The role of insulin signalling via the PI3-kinase/Akt/mTOR pathway and of the anti-apoptotic translationally controlled tumour protein TCTP in the development of drug resistance in colon cancer cells

Obesity is closely associated with colon cancer; it increases its incidence and results in poor prognosis, but the underlying mechanisms are still unclear. We propose that increased circulation of insulin and other growth factors results in enhanced signalling through the PI3-kinase/Akt/mTOR pathway, and in enhanced expression of survival factors, resulting in drug resistance in cancer cells. To test this, we are investigating the effect of insulin signalling on the expression of cell survival proteins, such as TCTP, in HT29 colon cancer cells. We show that insulin reverses the cytotoxic effect of oxaliplatin on HT29 cells, and that this is associated with increased Akt phosphorylation, indicative of increased PI3K signalling. The PI3K pathway inhibitor Ly294002 prevents the cytoprotective effect of insulin against oxaliplatin-induced cytotoxicity. Activation of PI3-kinase/Akt/mTOR signalling results in the up-regulation of survival proteins that are likely involved in the development of anti-cancer drug resistance.
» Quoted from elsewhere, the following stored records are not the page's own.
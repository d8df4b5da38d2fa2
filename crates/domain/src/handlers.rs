//! Default handlers for the built-in create/update/delete commands.
//!
//! These cover schema-driven entities end to end: load or create the
//! entity, gate the command on schema validity and the caller's
//! optimistic sequence expectation, record the event, persist.


use common::RequestContext;
use event_store::{create_event, delete_event, update_event};

use crate::command::Command;
use crate::dispatcher::{CommandDispatcher, CommandHandler, Container, handler_fn};
use crate::entity::Entity;
use crate::error::DomainError;

/// Registers the built-in handlers for any entity type.
pub async fn register_defaults(dispatcher: &CommandDispatcher) {
    dispatcher.add_subscriber("create", "", create_handler()).await;
    dispatcher.add_subscriber("update", "", update_handler()).await;
    dispatcher.add_subscriber("delete", "", delete_handler()).await;
}

/// Handles a "create" command: a fresh entity established from the
/// command payload.
pub fn create_handler() -> CommandHandler {
    handler_fn(|container, ctx, command| async move {
        let entity_type = command.metadata.entity_type.clone();
        let entity_id = command.metadata.entity_id.clone();

        let mut entity = Entity::new(&entity_type, &entity_id);
        entity.record(create_event(
            &entity_id,
            &entity_type,
            command.payload.clone(),
        ));

        gate_on_schema(&container, &entity)?;
        persist(&container, &ctx, &command, &mut entity).await
    })
}

/// Handles an "update" command: merge the payload onto the entity's
/// current state.
pub fn update_handler() -> CommandHandler {
    handler_fn(|container, ctx, command| async move {
        let mut entity = load_existing(&container, &command).await?;
        check_sequence(&command, &entity)?;

        entity.record(update_event(
            &command.metadata.entity_id,
            &command.metadata.entity_type,
            command.payload.clone(),
        ));

        gate_on_schema(&container, &entity)?;
        persist(&container, &ctx, &command, &mut entity).await
    })
}

/// Handles a "delete" command: record the removal in the log.
pub fn delete_handler() -> CommandHandler {
    handler_fn(|container, ctx, command| async move {
        let mut entity = load_existing(&container, &command).await?;
        check_sequence(&command, &entity)?;

        entity.record(delete_event(
            &command.metadata.entity_id,
            &command.metadata.entity_type,
        ));

        persist(&container, &ctx, &command, &mut entity).await
    })
}

async fn load_existing(container: &Container, command: &Command) -> Result<Entity, DomainError> {
    let events = container
        .event_store()
        .get_by_aggregate(&command.metadata.entity_id)
        .await?;

    if events.is_empty() {
        return Err(DomainError::EntityNotFound {
            entity_type: command.metadata.entity_type.clone(),
            entity_id: command.metadata.entity_id.clone(),
        });
    }

    Ok(Entity::from_events(&command.metadata.entity_type, &events))
}

/// Validates the caller's expected sequence before anything is recorded.
fn check_sequence(command: &Command, entity: &Entity) -> Result<(), DomainError> {
    let expected = command.metadata.sequence_no;
    if expected > 0 && expected != entity.sequence_no() {
        return Err(DomainError::StaleSequence {
            entity_id: command.metadata.entity_id.clone(),
            expected,
            actual: entity.sequence_no(),
        });
    }
    Ok(())
}

/// Rejects the command when the resulting entity violates its schema.
fn gate_on_schema(container: &Container, entity: &Entity) -> Result<(), DomainError> {
    if let Some(schema) = container.schema_for(entity.entity_type())
        && let Some(error) = entity.validity_errors(schema.as_ref()).into_iter().next()
    {
        return Err(error);
    }
    Ok(())
}

async fn persist(
    container: &Container,
    ctx: &RequestContext,
    command: &Command,
    entity: &mut Entity,
) -> Result<(), DomainError> {
    let ctx = if ctx.user_id.is_empty() && !command.metadata.user_id.is_empty() {
        ctx.clone().with_user(command.metadata.user_id.clone())
    } else {
        ctx.clone()
    };

    container.event_store().persist(&ctx, entity).await?;
    Ok(())
}

#[cfg(test)]
mod tests {
    use std::sync::Arc;

    use super::*;
    use crate::schema::FieldSchema;
    use event_store::{EventStore, InMemoryEventStore};

    async fn wired() -> (CommandDispatcher, Arc<Container>, Arc<InMemoryEventStore>) {
        let store = Arc::new(InMemoryEventStore::new());
        let mut container = Container::new(store.clone());
        container.register_schema(Arc::new(FieldSchema::new("Blog").require("title")));

        let dispatcher = CommandDispatcher::new();
        register_defaults(&dispatcher).await;

        (dispatcher, Arc::new(container), store)
    }

    #[tokio::test]
    async fn create_then_update_builds_the_stream() {
        let (dispatcher, container, store) = wired().await;
        let ctx = RequestContext::new().with_user("u-1");

        let create = Command::create("Blog", "blog-1", serde_json::json!({"title": "first"}));
        let results = dispatcher
            .dispatch(Arc::clone(&container), &ctx, &create)
            .await
            .unwrap();
        assert!(results.iter().all(|r| r.is_ok()));

        let update = Command::update("Blog", "blog-1", serde_json::json!({"title": "second"}));
        let results = dispatcher
            .dispatch(Arc::clone(&container), &ctx, &update)
            .await
            .unwrap();
        assert!(results.iter().all(|r| r.is_ok()));

        let events = store.get_by_aggregate("blog-1").await.unwrap();
        assert_eq!(events.len(), 2);
        assert_eq!(events[0].event_type, "create");
        assert_eq!(events[0].meta.sequence_no, 1);
        assert_eq!(events[1].event_type, "update");
        assert_eq!(events[1].meta.sequence_no, 2);
    }

    #[tokio::test]
    async fn invalid_create_is_rejected_by_schema_gate() {
        let (dispatcher, container, store) = wired().await;
        let ctx = RequestContext::new();

        let create = Command::create("Blog", "blog-1", serde_json::json!({"url": "x"}));
        let results = dispatcher
            .dispatch(Arc::clone(&container), &ctx, &create)
            .await
            .unwrap();

        assert!(matches!(
            results[0],
            Err(DomainError::MissingRequiredField { ref field, .. }) if field == "title"
        ));
        assert_eq!(store.event_count().await, 0);
    }

    #[tokio::test]
    async fn update_of_missing_entity_is_not_found() {
        let (dispatcher, container, _store) = wired().await;
        let ctx = RequestContext::new();

        let update = Command::update("Blog", "ghost", serde_json::json!({"title": "x"}));
        let results = dispatcher
            .dispatch(Arc::clone(&container), &ctx, &update)
            .await
            .unwrap();

        assert!(matches!(
            results[0],
            Err(DomainError::EntityNotFound { .. })
        ));
    }

    #[tokio::test]
    async fn stale_sequence_rejects_update_before_recording() {
        let (dispatcher, container, store) = wired().await;
        let ctx = RequestContext::new();

        let create = Command::create("Blog", "blog-1", serde_json::json!({"title": "first"}));
        dispatcher
            .dispatch(Arc::clone(&container), &ctx, &create)
            .await
            .unwrap();

        let update = Command::update("Blog", "blog-1", serde_json::json!({"title": "x"}))
            .expect_sequence(5);
        let results = dispatcher
            .dispatch(Arc::clone(&container), &ctx, &update)
            .await
            .unwrap();

        assert!(matches!(
            results[0],
            Err(DomainError::StaleSequence {
                expected: 5,
                actual: 1,
                ..
            })
        ));
        assert_eq!(store.event_count().await, 1);
    }

    #[tokio::test]
    async fn delete_appends_a_delete_event() {
        let (dispatcher, container, store) = wired().await;
        let ctx = RequestContext::new();

        let create = Command::create("Blog", "blog-1", serde_json::json!({"title": "first"}));
        dispatcher
            .dispatch(Arc::clone(&container), &ctx, &create)
            .await
            .unwrap();

        let delete = Command::delete("Blog", "blog-1").expect_sequence(1);
        let results = dispatcher
            .dispatch(Arc::clone(&container), &ctx, &delete)
            .await
            .unwrap();
        assert!(results.iter().all(|r| r.is_ok()));

        let events = store.get_by_aggregate("blog-1").await.unwrap();
        assert_eq!(events.len(), 2);
        assert_eq!(events[1].event_type, "delete");
        assert_eq!(events[1].meta.sequence_no, 2);
    }
}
The anti-apopotic translationally controlled tumour protein TCTP is a candidate protein to be regulated by the mTOR pathway; its mRNA is highly structured and bears a 5'-TOP signature. We demonstrate that growth-induction of TCTP is inhibited in the presence of rapamycin. We are currently investigating whether TCTP is upregulated in response to enhanced insulin signalling in HT29 colon cancer cells and whether it confers anti-cancer drug resistance to these cells.